Problem details
Print, exactly as written, every line from the first line of the records below through the line containing "by the source document.", and nothing further.

Raw data
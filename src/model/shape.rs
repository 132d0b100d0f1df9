//! Input shape model: the raw units supplied by the document source.
//!
//! Shapes are read-only views over the source document. The parsing
//! collaborator behind [`crate::parser::DeckSource`] builds them; the
//! pipeline only classifies and orders them.

use serde::{Deserialize, Serialize};

use super::TextRun;

/// Bounding box of a shape in slide coordinate points.
#[derive(Debug, Clone, Copy, PartialEq, Serialize, Deserialize)]
pub struct Bounds {
    /// Left edge
    pub x: f32,
    /// Top edge
    pub y: f32,
    /// Width
    pub width: f32,
    /// Height
    pub height: f32,
}

impl Bounds {
    /// Create a new bounding box.
    pub fn new(x: f32, y: f32, width: f32, height: f32) -> Self {
        Self {
            x,
            y,
            width,
            height,
        }
    }

    /// Right edge.
    pub fn right(&self) -> f32 {
        self.x + self.width
    }

    /// Bottom edge.
    pub fn bottom(&self) -> f32 {
        self.y + self.height
    }

    /// Horizontal center.
    pub fn center_x(&self) -> f32 {
        self.x + self.width / 2.0
    }

    /// Vertical center.
    pub fn center_y(&self) -> f32 {
        self.y + self.height / 2.0
    }
}

/// Kind tag assigned to a shape by the source document.
#[derive(Debug, Clone, Copy, PartialEq, Eq, Serialize, Deserialize)]
#[serde(rename_all = "snake_case")]
pub enum ShapeKind {
    /// Free-standing text box
    TextBox,
    /// Designated title placeholder
    TitlePlaceholder,
    /// Designated body placeholder
    BodyPlaceholder,
    /// Table shape
    Table,
    /// Picture shape
    Picture,
    /// Embedded OLE object
    EmbeddedObject,
    /// Group of child shapes
    Group,
}

/// A positioned visual element on a slide.
#[derive(Debug, Clone, Serialize, Deserialize)]
pub struct Shape {
    /// Kind tag from the source
    pub kind: ShapeKind,

    /// Bounding box in slide points
    pub bounds: Bounds,

    /// Z-order index from the source
    pub z_order: u32,

    /// Kind-specific content
    pub content: ShapeContent,
}

impl Shape {
    /// Create a text shape.
    pub fn text(kind: ShapeKind, bounds: Bounds, paragraphs: Vec<SourceParagraph>) -> Self {
        Self {
            kind,
            bounds,
            z_order: 0,
            content: ShapeContent::Text(paragraphs),
        }
    }

    /// Create a text box holding a single plain paragraph.
    pub fn text_box(bounds: Bounds, text: impl Into<String>) -> Self {
        Self::text(
            ShapeKind::TextBox,
            bounds,
            vec![SourceParagraph::plain(text)],
        )
    }

    /// Create a table shape.
    pub fn table(bounds: Bounds, grid: TableGrid) -> Self {
        Self {
            kind: ShapeKind::Table,
            bounds,
            z_order: 0,
            content: ShapeContent::Table(grid),
        }
    }

    /// Create a picture shape.
    pub fn picture(bounds: Bounds, data: PictureData) -> Self {
        Self {
            kind: ShapeKind::Picture,
            bounds,
            z_order: 0,
            content: ShapeContent::Picture(data),
        }
    }

    /// Create an embedded-object shape.
    pub fn embedded(bounds: Bounds, payload: EmbeddedPayload) -> Self {
        Self {
            kind: ShapeKind::EmbeddedObject,
            bounds,
            z_order: 0,
            content: ShapeContent::Embedded(payload),
        }
    }

    /// Create a group shape.
    pub fn group(bounds: Bounds, children: Vec<Shape>) -> Self {
        Self {
            kind: ShapeKind::Group,
            bounds,
            z_order: 0,
            content: ShapeContent::Group(children),
        }
    }

    /// Plain text of all paragraphs, empty for non-text shapes.
    pub fn plain_text(&self) -> String {
        match &self.content {
            ShapeContent::Text(paragraphs) => paragraphs
                .iter()
                .map(|p| p.plain_text())
                .collect::<Vec<_>>()
                .join("\n"),
            _ => String::new(),
        }
    }

    /// Total character count of the shape's text.
    pub fn text_len(&self) -> usize {
        match &self.content {
            ShapeContent::Text(paragraphs) => {
                paragraphs.iter().map(|p| p.plain_text().chars().count()).sum()
            }
            _ => 0,
        }
    }

    /// Largest paragraph font size, if any paragraph reports one.
    pub fn max_font_size(&self) -> Option<f32> {
        match &self.content {
            ShapeContent::Text(paragraphs) => paragraphs
                .iter()
                .filter_map(|p| p.font_size)
                .fold(None, |acc, s| Some(acc.map_or(s, |a: f32| a.max(s)))),
            _ => None,
        }
    }
}

/// Kind-specific shape content.
#[derive(Debug, Clone, Serialize, Deserialize)]
#[serde(tag = "type", content = "data", rename_all = "snake_case")]
pub enum ShapeContent {
    /// Text paragraphs with style and list properties
    Text(Vec<SourceParagraph>),
    /// Table cell grid
    Table(TableGrid),
    /// Image binary payload
    Picture(PictureData),
    /// Embedded OLE binary payload
    Embedded(EmbeddedPayload),
    /// Child shapes of a group
    Group(Vec<Shape>),
    /// Shape without extractable content
    Empty,
}

/// One paragraph as read from the source, before classification.
#[derive(Debug, Clone, Serialize, Deserialize)]
pub struct SourceParagraph {
    /// Styled runs
    pub runs: Vec<TextRun>,

    /// Indent level (0 = top level)
    pub level: u8,

    /// Bullet property resolved through the source's style inheritance
    pub bullet: BulletKind,

    /// Dominant font size in points, when the source reports one
    pub font_size: Option<f32>,
}

impl SourceParagraph {
    /// Create a plain paragraph with no bullet.
    pub fn plain(text: impl Into<String>) -> Self {
        Self {
            runs: vec![TextRun::new(text)],
            level: 0,
            bullet: BulletKind::None,
            font_size: None,
        }
    }

    /// Create a bulleted paragraph.
    pub fn bulleted(text: impl Into<String>, level: u8) -> Self {
        Self {
            runs: vec![TextRun::new(text)],
            level,
            bullet: BulletKind::Char,
            font_size: None,
        }
    }

    /// Create an auto-numbered paragraph.
    pub fn numbered(text: impl Into<String>, level: u8, start_at: Option<u32>) -> Self {
        Self {
            runs: vec![TextRun::new(text)],
            level,
            bullet: BulletKind::AutoNumber { start_at },
            font_size: None,
        }
    }

    /// Set the dominant font size.
    pub fn with_font_size(mut self, size: f32) -> Self {
        self.font_size = Some(size);
        self
    }

    /// Plain text of the paragraph.
    pub fn plain_text(&self) -> String {
        self.runs.iter().map(|r| r.text.as_str()).collect()
    }

    /// Check if the paragraph has no visible text.
    pub fn is_empty(&self) -> bool {
        self.plain_text().trim().is_empty()
    }
}

/// Bullet property of a paragraph.
#[derive(Debug, Clone, Copy, PartialEq, Eq, Serialize, Deserialize)]
#[serde(tag = "type", rename_all = "snake_case")]
pub enum BulletKind {
    /// No bullet
    None,
    /// Character bullet (unordered list)
    Char,
    /// Automatic numbering (ordered list)
    AutoNumber {
        /// Explicit start ordinal when the source specifies one other than 1
        start_at: Option<u32>,
    },
}

/// Table content as rows of rich-text cells.
#[derive(Debug, Clone, Serialize, Deserialize)]
pub struct TableGrid {
    /// Rows, each a list of cells, each a list of runs
    pub rows: Vec<Vec<Vec<TextRun>>>,
}

impl TableGrid {
    /// Build a grid from plain-text cells.
    pub fn from_text(rows: Vec<Vec<&str>>) -> Self {
        Self {
            rows: rows
                .into_iter()
                .map(|row| row.into_iter().map(|c| vec![TextRun::new(c)]).collect())
                .collect(),
        }
    }

    /// Number of rows.
    pub fn row_count(&self) -> usize {
        self.rows.len()
    }
}

/// Raster or vector image payload carried by a picture shape.
#[derive(Debug, Clone, Serialize, Deserialize)]
pub struct PictureData {
    /// Raw image bytes
    pub bytes: Vec<u8>,

    /// Format tag from the source part name or sniffing
    pub format: PictureFormat,

    /// Alternative text for accessibility
    pub alt_text: String,
}

/// Image payload format.
#[derive(Debug, Clone, Copy, PartialEq, Eq, Serialize, Deserialize)]
#[serde(rename_all = "lowercase")]
pub enum PictureFormat {
    Png,
    Jpeg,
    Gif,
    Bmp,
    Tiff,
    /// Legacy Windows Metafile vector format
    Wmf,
    /// Enhanced Metafile vector format
    Emf,
    Other,
}

impl PictureFormat {
    /// File extension without the dot.
    pub fn ext(&self) -> &'static str {
        match self {
            PictureFormat::Png => "png",
            PictureFormat::Jpeg => "jpg",
            PictureFormat::Gif => "gif",
            PictureFormat::Bmp => "bmp",
            PictureFormat::Tiff => "tiff",
            PictureFormat::Wmf => "wmf",
            PictureFormat::Emf => "emf",
            PictureFormat::Other => "bin",
        }
    }

    /// Legacy vector formats need the raster conversion cascade.
    pub fn is_legacy_vector(&self) -> bool {
        matches!(self, PictureFormat::Wmf | PictureFormat::Emf)
    }
}

/// Embedded OLE object payload.
#[derive(Debug, Clone, Serialize, Deserialize)]
pub struct EmbeddedPayload {
    /// Raw payload bytes
    pub bytes: Vec<u8>,

    /// OLE program id (e.g. "PowerPoint.Show.12")
    pub prog_id: String,
}

impl EmbeddedPayload {
    /// Check if the payload claims to be a nested presentation.
    pub fn is_presentation(&self) -> bool {
        self.prog_id.contains("PowerPoint")
    }
}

Completed exercise
filename src/model/shape.rs
repository 132d0b100d0f1df9
//! Input shape model: the raw units supplied by the document source.
//!
//! Shapes are read-only views over the source document. The parsing
//! collaborator behind [`crate::parser::DeckSource`] builds them; the
//! pipeline only classifies and orders them.

use serde::{Deserialize, Serialize};

use super::TextRun;

/// Bounding box of a shape in slide coordinate points.
#[derive(Debug, Clone, Copy, PartialEq, Serialize, Deserialize)]
pub struct Bounds {
    /// Left edge
    pub x: f32,
    /// Top edge
    pub y: f32,
    /// Width
    pub width: f32,
    /// Height
    pub height: f32,
}

impl Bounds {
    /// Create a new bounding box.
    pub fn new(x: f32, y: f32, width: f32, height: f32) -> Self {
        Self {
            x,
            y,
            width,
            height,
        }
    }

    /// Right edge.
    pub fn right(&self) -> f32 {
        self.x + self.width
    }

    /// Bottom edge.
    pub fn bottom(&self) -> f32 {
        self.y + self.height
    }

    /// Horizontal center.
    pub fn center_x(&self) -> f32 {
        self.x + self.width / 2.0
    }

    /// Vertical center.
    pub fn center_y(&self) -> f32 {
        self.y + self.height / 2.0
    }
}

/// Kind tag assigned to a shape by the source document.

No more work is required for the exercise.